Case24-8; COVID-19 vaccine part2: ①中和抗体(Neutralizing Antibody)とは何か?、②抗体価とは?、③mRNAワクチンで誘導される抗体、④スパイク蛋白(Spike Protein)に生じるアミノ酸変異が及ぼす中和活性への影響とは?

(1)中和抗体とは何か?

中和抗体(Neutralizing Antibody : Nab)とは、新型コロナウイルス(SARS-CoV2)が細胞に結合するのを阻害する抗体を示します。SARS-CoV2は、ウイルス粒子表面に複数存在しているスパイク蛋白(Spike Protein)を用いて、表面にアンギオテンシン変換酵素2(ACE2)受容体を発現している細胞に侵入し増殖します。NAbは、図1の様にスパイク蛋白に結合することでウイルスのACE2受容体への結合を阻害することで感染成立を阻止する作用を発揮します(1)。

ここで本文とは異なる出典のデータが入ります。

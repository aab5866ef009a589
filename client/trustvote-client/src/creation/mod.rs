//! Election creation: the form, its whitelist dialog and submission.
//!
//! Submitting validates the form, uploads every candidate photo, sends one
//! `createElection` transaction and waits for it to be included. The form is
//! only reset once the transaction is confirmed; any failure leaves the input
//! as it was so the organizer can retry.
mod form;
mod whitelist;

use std::sync::Arc;

pub use form::*;
use futures::future::try_join_all;
use tokio::sync::watch;
use trustvote_interface::services::contract::{Confirmation, ContractWriter, TxHash};
use trustvote_interface::services::storage::{ContentStorage, PhotoFile};
use trustvote_interface::{AccountAddress, CandidateDraft, ContentId, ElectionDraft};
pub use whitelist::*;

use crate::scope::ScopeToken;
use crate::ClientError;

/// Where a creation submission is.
#[derive(Debug, Clone, Copy, PartialEq, Eq)]
pub enum CreationPhase {
    /// The organizer is filling in the form.
    Editing,
    /// Candidate photos are being uploaded.
    Uploading,
    /// The transaction is being signed and sent.
    Submitting,
    /// Waiting for the transaction to be included.
    Confirming,
}

/// Puts the phase back to `Editing` however the submission ends.
struct PhaseReset<'a>(&'a watch::Sender<CreationPhase>);

impl Drop for PhaseReset<'_> {
    fn drop(&mut self) {
        self.0.send_replace(CreationPhase::Editing);
    }
}

/// Submits creation forms.
#[derive(Debug)]
pub struct ElectionCreator<W, S> {
    writer: Arc<W>,
    storage: Arc<S>,
    contract_address: Option<AccountAddress>,
    phase: watch::Sender<CreationPhase>,
    scope: ScopeToken,
}

impl<W: ContractWriter, S: ContentStorage> ElectionCreator<W, S> {
    /// Creates a submitter for the contract at `contract_address`.
    pub fn new(
        writer: Arc<W>,
        storage: Arc<S>,
        contract_address: Option<AccountAddress>,
        scope: ScopeToken,
    ) -> Self {
        let (phase, _) = watch::channel(CreationPhase::Editing);
        Self {
            writer,
            storage,
            contract_address,
            phase,
            scope,
        }
    }

    /// The current phase.
    pub fn phase(&self) -> CreationPhase {
        *self.phase.borrow()
    }

    /// Notified on every phase change.
    pub fn subscribe(&self) -> watch::Receiver<CreationPhase> {
        self.phase.subscribe()
    }

    /// Validates and submits `form`, resetting it once the election is created.
    pub async fn submit(&self, form: &mut ElectionForm) -> Result<TxHash, ClientError> {
        let validated = form.validate(self.contract_address)?;

        let started = self.phase.send_if_modified(|phase| {
            if *phase != CreationPhase::Editing {
                return false;
            }
            *phase = CreationPhase::Uploading;
            true
        });
        if !started {
            return Err(ClientError::SubmissionInFlight);
        }
        let _reset = PhaseReset(&self.phase);

        let tx_hash = self.upload_and_submit(validated).await?;
        form.reset();
        Ok(tx_hash)
    }

    async fn upload_and_submit(&self, form: ValidatedForm) -> Result<TxHash, ClientError> {
        let photos: Vec<&PhotoFile> = form.candidates.iter().map(|(_, photo)| photo).collect();
        let cids = self.scope.run(self.upload_all(&photos)).await??;

        let draft = ElectionDraft {
            title: form.title,
            description: form.description,
            start: form.start,
            end: form.end,
            whitelist: form.whitelist,
            candidates: form
                .candidates
                .into_iter()
                .zip(cids)
                .map(|((name, _), photo)| CandidateDraft { name, photo })
                .collect(),
        };

        self.phase.send_replace(CreationPhase::Submitting);
        let tx_hash = self
            .writer
            .create_election(&draft)
            .await
            .map_err(ClientError::submission)?;
        tracing::info!(
            %tx_hash,
            contract = %form.contract_address,
            title = %draft.title,
            "Submitted election"
        );

        self.phase.send_replace(CreationPhase::Confirming);
        let confirmation = self
            .scope
            .run(self.writer.wait_for_confirmation(tx_hash))
            .await?
            .map_err(ClientError::confirmation)?;
        match confirmation {
            Confirmation::Succeeded => {
                tracing::info!(%tx_hash, "Election created");
                Ok(tx_hash)
            }
            Confirmation::Reverted => Err(ClientError::Reverted(tx_hash)),
        }
    }

    /// Uploads every photo concurrently. The first failure abandons the rest,
    /// and nothing uploaded so far is kept for a retry.
    async fn upload_all(&self, photos: &[&PhotoFile]) -> Result<Vec<ContentId>, ClientError> {
        let uploads = photos.iter().map(|photo| async move {
            self.storage
                .upload(photo)
                .await
                .map_err(|e| ClientError::Upload {
                    file: photo.file_name.clone(),
                    message: e.to_string(),
                })
        });
        let cids = try_join_all(uploads).await;
        if let Err(error) = &cids {
            tracing::warn!(%error, "Photo upload failed, election not submitted");
        }
        cids
    }
}
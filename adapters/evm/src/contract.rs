use ethers_contract::BaseContract;
use ethers_core::abi::{Abi, Token};
use ethers_core::types::{Address, Bytes, U256};
use trustvote_interface::{
    AccountAddress, Candidate, CandidateId, ContentId, Election, ElectionDraft, ElectionId,
    Timestamp,
};

use crate::EvmAdapterError;

const TRUST_VOTE_ABI: &str = include_str!("../TrustVote.abi.json");

pub(crate) const CREATE_ELECTION: &str = "createElection";
pub(crate) const VOTE: &str = "vote";
pub(crate) const GET_ELECTION: &str = "getElection";
pub(crate) const GET_CANDIDATES: &str = "getCandidates";
pub(crate) const GET_ELECTIONS_BY_ORGANIZER: &str = "getElectionsByOrganizer";
pub(crate) const GET_ELECTIONS_BY_VOTER: &str = "getElectionsByVoter";
pub(crate) const GET_TOP_VOTED_ACTIVE_ELECTIONS: &str = "getTopVotedActiveElections";

/// TrustVote ABI wrapper: turns domain values into call data and return data
/// back into domain values.
#[derive(Debug, Clone)]
pub struct TrustVoteContract {
    base_contract: BaseContract,
}

impl TrustVoteContract {
    /// Loads the bundled ABI.
    pub fn new() -> Result<Self, EvmAdapterError> {
        let abi: Abi = serde_json::from_str(TRUST_VOTE_ABI)?;
        Ok(Self {
            base_contract: BaseContract::from(abi),
        })
    }

    /// Call data for `createElection`. Candidate ids and vote counts are sent
    /// as zero; the contract assigns them.
    pub fn create_election_call_data(
        &self,
        draft: &ElectionDraft,
    ) -> Result<Bytes, EvmAdapterError> {
        let whitelist = draft
            .whitelist
            .iter()
            .map(|addr| Token::Address(to_h160(addr)))
            .collect();
        let candidates = draft
            .candidates
            .iter()
            .map(|c| {
                Token::Tuple(vec![
                    Token::Uint(U256::zero()),
                    Token::String(c.name.clone()),
                    Token::String(c.photo.to_string()),
                    Token::Uint(U256::zero()),
                ])
            })
            .collect();

        self.encode(
            CREATE_ELECTION,
            &[
                Token::String(draft.title.clone()),
                Token::String(draft.description.clone()),
                Token::Uint(draft.start.as_secs().into()),
                Token::Uint(draft.end.as_secs().into()),
                Token::Array(whitelist),
                Token::Array(candidates),
            ],
        )
    }

    /// Call data for `vote`.
    pub fn vote_call_data(
        &self,
        election: ElectionId,
        candidate: CandidateId,
    ) -> Result<Bytes, EvmAdapterError> {
        self.encode(
            VOTE,
            &[
                Token::Uint(election.0.into()),
                Token::Uint(candidate.0.into()),
            ],
        )
    }

    /// Call data for `getElection`.
    pub fn get_election_call_data(&self, id: ElectionId) -> Result<Bytes, EvmAdapterError> {
        self.encode(GET_ELECTION, &[Token::Uint(id.0.into())])
    }

    /// Call data for `getCandidates`.
    pub fn get_candidates_call_data(&self, id: ElectionId) -> Result<Bytes, EvmAdapterError> {
        self.encode(GET_CANDIDATES, &[Token::Uint(id.0.into())])
    }

    /// Call data for `getElectionsByOrganizer`.
    pub fn organizer_elections_call_data(
        &self,
        organizer: &AccountAddress,
    ) -> Result<Bytes, EvmAdapterError> {
        self.encode(
            GET_ELECTIONS_BY_ORGANIZER,
            &[Token::Address(to_h160(organizer))],
        )
    }

    /// Call data for `getElectionsByVoter`.
    pub fn voter_elections_call_data(
        &self,
        voter: &AccountAddress,
    ) -> Result<Bytes, EvmAdapterError> {
        self.encode(GET_ELECTIONS_BY_VOTER, &[Token::Address(to_h160(voter))])
    }

    /// Call data for `getTopVotedActiveElections`.
    pub fn top_voted_call_data(&self) -> Result<Bytes, EvmAdapterError> {
        self.encode(GET_TOP_VOTED_ACTIVE_ELECTIONS, &[])
    }

    /// Decodes the return data of `getElection`.
    pub fn decode_election(&self, data: &[u8]) -> Result<Election, EvmAdapterError> {
        let mut tokens = self.decode(GET_ELECTION, data)?;
        let token = single(GET_ELECTION, &mut tokens)?;
        election_from_token(GET_ELECTION, token)
    }

    /// Decodes the return data of `getCandidates`.
    pub fn decode_candidates(&self, data: &[u8]) -> Result<Vec<Candidate>, EvmAdapterError> {
        let mut tokens = self.decode(GET_CANDIDATES, data)?;
        let items = array(GET_CANDIDATES, single(GET_CANDIDATES, &mut tokens)?)?;
        items
            .into_iter()
            .map(|t| candidate_from_token(GET_CANDIDATES, t))
            .collect()
    }

    /// Decodes the return data of `getElectionsByOrganizer` or `getElectionsByVoter`.
    pub fn decode_election_ids(
        &self,
        function: &str,
        data: &[u8],
    ) -> Result<Vec<ElectionId>, EvmAdapterError> {
        let mut tokens = self.decode(function, data)?;
        let items = array(function, single(function, &mut tokens)?)?;
        items
            .into_iter()
            .map(|t| uint_u64(function, t).map(ElectionId))
            .collect()
    }

    /// Decodes the return data of `getTopVotedActiveElections`.
    pub fn decode_top_voted(&self, data: &[u8]) -> Result<Vec<Election>, EvmAdapterError> {
        let function = GET_TOP_VOTED_ACTIVE_ELECTIONS;
        let mut tokens = self.decode(function, data)?;
        let items = array(function, single(function, &mut tokens)?)?;
        items
            .into_iter()
            .map(|t| election_from_token(function, t))
            .collect()
    }

    fn encode(&self, function: &str, args: &[Token]) -> Result<Bytes, EvmAdapterError> {
        let data = self
            .base_contract
            .abi()
            .function(function)
            .and_then(|f| f.encode_input(args))
            .map_err(|source| EvmAdapterError::Codec {
                function: function.to_string(),
                source,
            })?;
        Ok(Bytes::from(data))
    }

    fn decode(&self, function: &str, data: &[u8]) -> Result<Vec<Token>, EvmAdapterError> {
        self.base_contract
            .abi()
            .function(function)
            .and_then(|f| f.decode_output(data))
            .map_err(|source| EvmAdapterError::Codec {
                function: function.to_string(),
                source,
            })
    }
}

pub(crate) fn to_h160(addr: &AccountAddress) -> Address {
    Address::from(*addr.as_bytes())
}

fn unexpected(function: &str, reason: impl Into<String>) -> EvmAdapterError {
    EvmAdapterError::UnexpectedOutput {
        function: function.to_string(),
        reason: reason.into(),
    }
}

fn single(function: &str, tokens: &mut Vec<Token>) -> Result<Token, EvmAdapterError> {
    if tokens.len() != 1 {
        return Err(unexpected(
            function,
            format!("expected one return value, got {}", tokens.len()),
        ));
    }
    tokens
        .pop()
        .ok_or_else(|| unexpected(function, "missing return value"))
}

fn array(function: &str, token: Token) -> Result<Vec<Token>, EvmAdapterError> {
    match token {
        Token::Array(items) => Ok(items),
        other => Err(unexpected(function, format!("expected array, got {other:?}"))),
    }
}

fn tuple<const N: usize>(function: &str, token: Token) -> Result<[Token; N], EvmAdapterError> {
    match token {
        Token::Tuple(fields) => {
            let len = fields.len();
            fields
                .try_into()
                .map_err(|_| unexpected(function, format!("expected {N} fields, got {len}")))
        }
        other => Err(unexpected(function, format!("expected tuple, got {other:?}"))),
    }
}

fn uint_u64(function: &str, token: Token) -> Result<u64, EvmAdapterError> {
    match token {
        Token::Uint(value) if value <= U256::from(u64::MAX) => Ok(value.as_u64()),
        Token::Uint(value) => Err(unexpected(function, format!("{value} overflows u64"))),
        other => Err(unexpected(function, format!("expected uint, got {other:?}"))),
    }
}

fn string(function: &str, token: Token) -> Result<String, EvmAdapterError> {
    match token {
        Token::String(s) => Ok(s),
        other => Err(unexpected(function, format!("expected string, got {other:?}"))),
    }
}

fn address(function: &str, token: Token) -> Result<AccountAddress, EvmAdapterError> {
    match token {
        Token::Address(addr) => Ok(AccountAddress::new(addr.0)),
        other => Err(unexpected(function, format!("expected address, got {other:?}"))),
    }
}

fn election_from_token(function: &str, token: Token) -> Result<Election, EvmAdapterError> {
    let [id, title, descr, start, end, organizer, total_voter, total_has_voted] =
        tuple::<8>(function, token)?;
    Ok(Election {
        id: ElectionId(uint_u64(function, id)?),
        title: string(function, title)?,
        description: string(function, descr)?,
        start: Timestamp::from_secs(uint_u64(function, start)?),
        end: Timestamp::from_secs(uint_u64(function, end)?),
        organizer: address(function, organizer)?,
        total_voters: uint_u64(function, total_voter)?,
        total_voted: uint_u64(function, total_has_voted)?,
    })
}

fn candidate_from_token(function: &str, token: Token) -> Result<Candidate, EvmAdapterError> {
    let [id, name, pic, votes] = tuple::<4>(function, token)?;
    Ok(Candidate {
        id: CandidateId(uint_u64(function, id)?),
        name: string(function, name)?,
        photo: ContentId(string(function, pic)?),
        votes: uint_u64(function, votes)?,
    })
}
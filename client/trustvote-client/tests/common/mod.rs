#![allow(dead_code)]

use std::sync::Arc;
use std::time::{Duration, UNIX_EPOCH};

use async_trait::async_trait;
use tokio::sync::Semaphore;
use trustvote_client::creation::ElectionForm;
use trustvote_interface::services::contract::{
    Confirmation, ContractReader, ContractWriter, TxHash,
};
use trustvote_interface::services::storage::PhotoFile;
use trustvote_interface::{
    AccountAddress, Candidate, CandidateDraft, CandidateId, ContentId, Election, ElectionDraft,
    ElectionId, ManualClock, Timestamp,
};
use trustvote_mock_adapter::{MockError, MockStorage, MockTrustVote};

pub const NOW: Timestamp = Timestamp::from_secs(1_700_000_000);
pub const HOUR: u64 = 3600;
pub const CONTRACT: AccountAddress = AccountAddress::new([0x5f; 20]);
pub const ORGANIZER: AccountAddress = AccountAddress::new([0x01; 20]);
pub const VOTER: AccountAddress = AccountAddress::new([0x02; 20]);
pub const OUTSIDER: AccountAddress = AccountAddress::new([0x03; 20]);

pub struct TestEnv {
    pub clock: ManualClock,
    pub contract: MockTrustVote,
    pub storage: MockStorage,
}

impl TestEnv {
    pub fn new() -> Self {
        let clock = ManualClock::new(NOW);
        Self {
            contract: MockTrustVote::new(ORGANIZER, clock.clone()),
            clock,
            storage: MockStorage::new(),
        }
    }

    pub fn clock(&self) -> Arc<ManualClock> {
        Arc::new(self.clock.clone())
    }

    /// Creates an election straight on the contract, bypassing the form.
    pub async fn seed_election(
        &self,
        title: &str,
        start: Timestamp,
        end: Timestamp,
        whitelist: Vec<AccountAddress>,
    ) -> ElectionId {
        let draft = ElectionDraft {
            title: title.to_string(),
            description: format!("{title} description"),
            start,
            end,
            whitelist,
            candidates: vec![
                CandidateDraft {
                    name: "Ada".to_string(),
                    photo: ContentId("bafkada".to_string()),
                },
                CandidateDraft {
                    name: "Grace".to_string(),
                    photo: ContentId("bafkgrace".to_string()),
                },
            ],
        };
        let tx_hash = self.contract.create_election(&draft).await.unwrap();
        assert_eq!(
            self.contract.wait_for_confirmation(tx_hash).await.unwrap(),
            Confirmation::Succeeded
        );
        let ids = self.contract.organizer_elections(ORGANIZER).await.unwrap();
        *ids.last().unwrap()
    }
}

pub fn hours_from_now(hours: i64) -> Timestamp {
    let secs = hours.unsigned_abs() * HOUR;
    if hours >= 0 {
        NOW.saturating_add_secs(secs)
    } else {
        NOW.saturating_sub_secs(secs)
    }
}

/// Renders a timestamp the way the date inputs expect it.
pub fn form_date(ts: Timestamp) -> String {
    let time = UNIX_EPOCH + Duration::from_secs(ts.as_secs());
    humantime::format_rfc3339_seconds(time)
        .to_string()
        .trim_end_matches('Z')
        .to_string()
}

/// A complete form with one candidate per name and the given whitelist.
pub fn filled_form(names: &[&str], whitelist: &[AccountAddress]) -> ElectionForm {
    let mut form = ElectionForm::new();
    form.title = "Student council".to_string();
    form.description = "Spring term".to_string();
    form.start = form_date(NOW.saturating_sub_secs(60));
    form.end = form_date(hours_from_now(2));
    while form.candidates().len() < names.len() {
        form.add_candidate().unwrap();
    }
    let ids: Vec<u32> = form.candidates().iter().map(|c| c.local_id).collect();
    for (local_id, name) in ids.into_iter().zip(names) {
        let candidate = form.candidate_mut(local_id).unwrap();
        candidate.name = name.to_string();
        candidate.photo = Some(
            PhotoFile::new(format!("{}.png", name.to_lowercase()), name.as_bytes().to_vec())
                .with_content_type("image/png"),
        );
    }
    form.set_whitelist(whitelist.iter().map(|a| a.to_string()).collect());
    form
}

/// Holds every confirmation until a permit is added.
pub struct GatedWriter {
    pub inner: MockTrustVote,
    pub gate: Arc<Semaphore>,
}

impl GatedWriter {
    pub fn new(inner: MockTrustVote) -> Self {
        Self {
            inner,
            gate: Arc::new(Semaphore::new(0)),
        }
    }
}

#[async_trait]
impl ContractWriter for GatedWriter {
    type Error = MockError;

    async fn create_election(&self, draft: &ElectionDraft) -> Result<TxHash, Self::Error> {
        self.inner.create_election(draft).await
    }

    async fn cast_vote(
        &self,
        election: ElectionId,
        candidate: CandidateId,
    ) -> Result<TxHash, Self::Error> {
        self.inner.cast_vote(election, candidate).await
    }

    async fn wait_for_confirmation(&self, tx_hash: TxHash) -> Result<Confirmation, Self::Error> {
        let _permit = self
            .gate
            .acquire()
            .await
            .map_err(|e| MockError::Transport(e.to_string()))?;
        self.inner.wait_for_confirmation(tx_hash).await
    }
}

/// Forwards single reads and keeps the trait's default batched `elections`.
pub struct SingleReads(pub MockTrustVote);

#[async_trait]
impl ContractReader for SingleReads {
    type Error = MockError;

    async fn organizer_elections(
        &self,
        organizer: AccountAddress,
    ) -> Result<Vec<ElectionId>, Self::Error> {
        self.0.organizer_elections(organizer).await
    }

    async fn voter_elections(&self, voter: AccountAddress) -> Result<Vec<ElectionId>, Self::Error> {
        self.0.voter_elections(voter).await
    }

    async fn election(&self, id: ElectionId) -> Result<Election, Self::Error> {
        self.0.election(id).await
    }

    async fn candidates(&self, id: ElectionId) -> Result<Vec<Candidate>, Self::Error> {
        self.0.candidates(id).await
    }

    async fn top_voted_active_elections(&self) -> Result<Vec<Election>, Self::Error> {
        self.0.top_voted_active_elections().await
    }
}
use std::str::FromStr;
use std::sync::Arc;

use anyhow::Context;
use ethers_middleware::SignerMiddleware;
use ethers_providers::{Http, Provider};
use ethers_signers::{LocalWallet, Signer};
use trustvote_client::config::ClientConfig;
use trustvote_client::fetcher::Session;
use trustvote_evm_adapter::EvmTrustVote;
use trustvote_interface::{AccountAddress, Clock, SystemClock};
use trustvote_pinata_adapter::PinataService;

/// Contract access without a wallet.
pub type Reader = EvmTrustVote<Provider<Http>>;
/// Contract access signed by the configured wallet.
pub type Writer = EvmTrustVote<SignerMiddleware<Provider<Http>, LocalWallet>>;

/// Everything a command needs, built once from the configuration.
pub struct App {
    pub config: ClientConfig,
    pub clock: Arc<dyn Clock>,
    provider: Provider<Http>,
    wallet: Option<LocalWallet>,
}

impl App {
    pub fn new(config: ClientConfig, private_key: Option<&str>) -> anyhow::Result<Self> {
        let provider = Provider::<Http>::try_from(config.chain.rpc_url.as_str())
            .with_context(|| format!("Invalid rpc url {}", config.chain.rpc_url))?;
        let wallet = private_key
            .map(|key| {
                LocalWallet::from_str(key.trim())
                    .map(|wallet| wallet.with_chain_id(config.chain.chain_id))
                    .context("Invalid private key")
            })
            .transpose()?;
        if let Some(wallet) = &wallet {
            tracing::info!(account = %AccountAddress::new(wallet.address().0), "Using wallet");
        }
        Ok(Self {
            config,
            clock: Arc::new(SystemClock),
            provider,
            wallet,
        })
    }

    /// The wallet session the dashboards are rendered for.
    pub fn session(&self) -> Session {
        match &self.wallet {
            Some(wallet) => Session::Connected(AccountAddress::new(wallet.address().0)),
            None => Session::Disconnected,
        }
    }

    /// The connected account, if any.
    pub fn viewer(&self) -> Option<AccountAddress> {
        match self.session() {
            Session::Connected(viewer) => Some(viewer),
            Session::Disconnected => None,
        }
    }

    pub fn contract_address(&self) -> anyhow::Result<AccountAddress> {
        self.config
            .contract_address
            .context("`contract_address` is not set in the configuration")
    }

    pub fn reader(&self) -> anyhow::Result<Arc<Reader>> {
        let reader = EvmTrustVote::new(Arc::new(self.provider.clone()), self.contract_address()?)?;
        Ok(Arc::new(reader))
    }

    pub fn writer(&self) -> anyhow::Result<Arc<Writer>> {
        let wallet = self
            .wallet
            .clone()
            .context("This command signs a transaction; set TRUSTVOTE_PRIVATE_KEY")?;
        let client = SignerMiddleware::new(self.provider.clone(), wallet);
        let writer = EvmTrustVote::new(Arc::new(client), self.contract_address()?)?;
        Ok(Arc::new(writer))
    }

    pub fn storage(&self) -> anyhow::Result<Arc<PinataService>> {
        let storage = PinataService::new(self.config.storage.pinata.clone())
            .context("Failed to build the Pinata client")?;
        Ok(Arc::new(storage))
    }

    pub fn placeholder_url(&self) -> &str {
        &self.config.storage.placeholder_url
    }
}
#![deny(missing_docs)]
#![doc = include_str!("../README.md")]

pub mod config;
pub mod countdown;
pub mod creation;
mod error;
pub mod fetcher;
mod photos;
pub mod results;
pub mod scope;
pub mod slider;
pub mod top_vote;
pub mod voting;

pub use error::ClientError;
pub use photos::CandidateCard;
pub use trustvote_interface::{derive_status, ElectionStatus};

use trustvote_interface::ElectionId;

/// The view a user should be taken to next.
#[derive(Debug, Clone, Copy, PartialEq, Eq)]
pub enum Route {
    /// The ballot of an election.
    Vote(ElectionId),
    /// The results page of an election.
    Result(ElectionId),
}
//! Client configuration, loaded once at startup.
use std::fs::File;
use std::io::Read;
use std::path::Path;

use anyhow::Context;
use serde::de::DeserializeOwned;
use serde::{Deserialize, Serialize};
use trustvote_interface::services::contract::TxHash;
use trustvote_interface::AccountAddress;
pub use trustvote_pinata_adapter::PinataConfig;

use crate::slider::DEFAULT_PAGE_SIZE;

/// Chain the contract is deployed on.
#[derive(Debug, Clone, PartialEq, Eq, Deserialize, Serialize)]
pub struct ChainConfig {
    /// EIP-155 chain id.
    #[serde(default = "default_chain_id")]
    pub chain_id: u64,
    /// JSON-RPC endpoint.
    pub rpc_url: String,
    /// Block explorer base URL.
    #[serde(default = "default_explorer_url")]
    pub explorer_url: String,
}

const fn default_chain_id() -> u64 {
    50002
}

fn default_explorer_url() -> String {
    "https://pharosscan.xyz/".into()
}

/// Photo storage configuration.
#[derive(Debug, Clone, PartialEq, Eq, Deserialize, Serialize)]
pub struct StorageConfig {
    /// Pinata credentials and endpoints.
    #[serde(flatten)]
    pub pinata: PinataConfig,
    /// Shown for candidates whose photo cannot be resolved.
    #[serde(default = "default_placeholder_url")]
    pub placeholder_url: String,
}

fn default_placeholder_url() -> String {
    "/placeholder.png".into()
}

/// Presentation settings.
#[derive(Debug, Clone, PartialEq, Eq, Deserialize, Serialize)]
pub struct DisplayConfig {
    /// Elections per dashboard page.
    #[serde(default = "default_page_size")]
    pub page_size: usize,
}

impl Default for DisplayConfig {
    fn default() -> Self {
        Self {
            page_size: default_page_size(),
        }
    }
}

const fn default_page_size() -> usize {
    DEFAULT_PAGE_SIZE
}

/// Client configuration.
#[derive(Debug, Clone, PartialEq, Eq, Deserialize, Serialize)]
pub struct ClientConfig {
    /// Address of the TrustVote contract. Required to create elections.
    #[serde(default)]
    pub contract_address: Option<AccountAddress>,
    /// Chain configuration.
    pub chain: ChainConfig,
    /// Photo storage configuration.
    pub storage: StorageConfig,
    /// Presentation settings.
    #[serde(default)]
    pub display: DisplayConfig,
}

impl ClientConfig {
    /// Explorer link for a transaction.
    pub fn explorer_tx_url(&self, tx_hash: &TxHash) -> String {
        format!(
            "{}/tx/{}",
            self.chain.explorer_url.trim_end_matches('/'),
            tx_hash
        )
    }
}

/// Reads a TOML file into `R`.
pub fn from_toml_path<P: AsRef<Path>, R: DeserializeOwned>(path: P) -> anyhow::Result<R> {
    let path = path.as_ref();
    let mut contents = String::new();
    {
        let mut file =
            File::open(path).with_context(|| format!("Cannot open {}", path.display()))?;
        file.read_to_string(&mut contents)?;
    }

    let result: R =
        toml::from_str(&contents).with_context(|| format!("Invalid TOML in {}", path.display()))?;

    Ok(result)
}

#[cfg(test)]
mod tests {
    use std::io::Write;

    use tempfile::NamedTempFile;

    use super::*;

    fn create_config_from(content: &str) -> NamedTempFile {
        let mut config_file = NamedTempFile::new().unwrap();
        config_file.write_all(content.as_bytes()).unwrap();
        config_file
    }

    #[test]
    fn test_correct_config() {
        let config = r#"
            contract_address = "0x5fbdb2315678afecb367f032d93f642f64180aa3"
            [chain]
            chain_id = 31337
            rpc_url = "http://localhost:8545"
            [storage]
            pinata_jwt = "SECRET_JWT"
            gateway_url = "https://example.mypinata.cloud"
            timeout_seconds = 10
            [display]
            page_size = 4
        "#;

        let config_file = create_config_from(config);

        let config: ClientConfig = from_toml_path(config_file.path()).unwrap();
        let expected = ClientConfig {
            contract_address: Some(
                "0x5fbdb2315678afecb367f032d93f642f64180aa3"
                    .parse()
                    .unwrap(),
            ),
            chain: ChainConfig {
                chain_id: 31337,
                rpc_url: "http://localhost:8545".to_string(),
                explorer_url: "https://pharosscan.xyz/".to_string(),
            },
            storage: StorageConfig {
                pinata: PinataConfig {
                    pinata_jwt: "SECRET_JWT".to_string(),
                    upload_url: "https://uploads.pinata.cloud/v3/files".to_string(),
                    gateway_url: "https://example.mypinata.cloud".to_string(),
                    timeout_seconds: 10,
                },
                placeholder_url: "/placeholder.png".to_string(),
            },
            display: DisplayConfig { page_size: 4 },
        };
        assert_eq!(config, expected);
    }

    #[test]
    fn test_minimal_config_uses_pharos_defaults() {
        let config = r#"
            [chain]
            rpc_url = "https://rpc.example"
            [storage]
            pinata_jwt = "SECRET_JWT"
        "#;

        let config_file = create_config_from(config);
        let config: ClientConfig = from_toml_path(config_file.path()).unwrap();
        assert_eq!(config.chain.chain_id, 50002);
        assert_eq!(config.contract_address, None);
        assert_eq!(config.display.page_size, 3);
        assert_eq!(
            config.explorer_tx_url(&TxHash([0xab; 32])),
            format!("https://pharosscan.xyz/tx/0x{}", "ab".repeat(32))
        );
    }

    #[test]
    fn test_missing_file() {
        let err = from_toml_path::<_, ClientConfig>("/nonexistent/trustvote.toml").unwrap_err();
        assert!(err.to_string().contains("/nonexistent/trustvote.toml"));
    }
}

図1. 新型コロナウイルス(SARS-CoV-2)の外観とスパイク関白、中和抗体との結合形態のシェーマ:ウイルス粒子の表面にスパイク蛋白(ピンク)と膜蛋白(レッド)、エンベロープ蛋白(グリーン)で描かれている。中和抗体は、スパイク蛋白にある特定の突起構造に結合することでスパイク蛋白とACE2受容体との結合を阻止すると考えられる。Assadisal S, Fatahi Y, et al. COVID-19: Significance of antibodies. Human Antibodies. 2020(28) : 287–297. DOI 10.3233/HAB-200429 Fig 1.より引用

NAbは、基本的に新型コロナウイルス感染から回復した患者血清には存在することが確認されています(2)。人種/性別その他様々な要因によりウイルスに対する免疫反応は人それぞれ多様性があり、中和抗体の力価(阻害する能力)も様々なレベル でいろんな部位に結合する抗体が産生されますが、多くの回復患者血清から抗体を定性して力価を調べることで主にスパイク蛋白(S蛋白)のRBD(Receptor Binding Domain)、および、NTD(Nterminal Domain)に対応する強い中和活性を示す抗体が存在することが現在解明されています(3)。しかしながら、強い中和活性を示す抗体群のうち、多く分画を占めているのがRBDに対する抗体であるのでこの部位に対する抗体産生を誘導することに主眼を置いてデザインされたワクチンが現在主に使用されているmRNAワクチン、アデノウイルスベクターワクチンです。